## Action item
Which lines in the records below contain the word "server"? Copy each of them.

## Extracted entries
_ _ _ _
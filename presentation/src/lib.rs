//! Presentation layer for llm-combiner
//!
//! This crate contains the CLI definition, the HTTP server, the interactive
//! chat loop, console output formatting and progress reporters.

pub mod chat;
pub mod cli;
pub mod output;
pub mod progress;
pub mod server;

// Re-export commonly used types
pub use chat::{ChatRepl, ask, print_streaming};
pub use cli::commands::{Cli, Command, OutputFormat};
pub use output::console::ConsoleFormatter;
pub use progress::reporter::{ProgressReporter, SimpleProgress};
pub use server::{AppState, ApiError, CombineRequest, CombineService, GenerateResponse, router, serve};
_ _ _ _
## Solution
//! This crate contains the CLI definition, the HTTP server, the interactive
pub mod server;
pub use server::{AppState, ApiError, CombineRequest, CombineService, GenerateResponse, router, serve};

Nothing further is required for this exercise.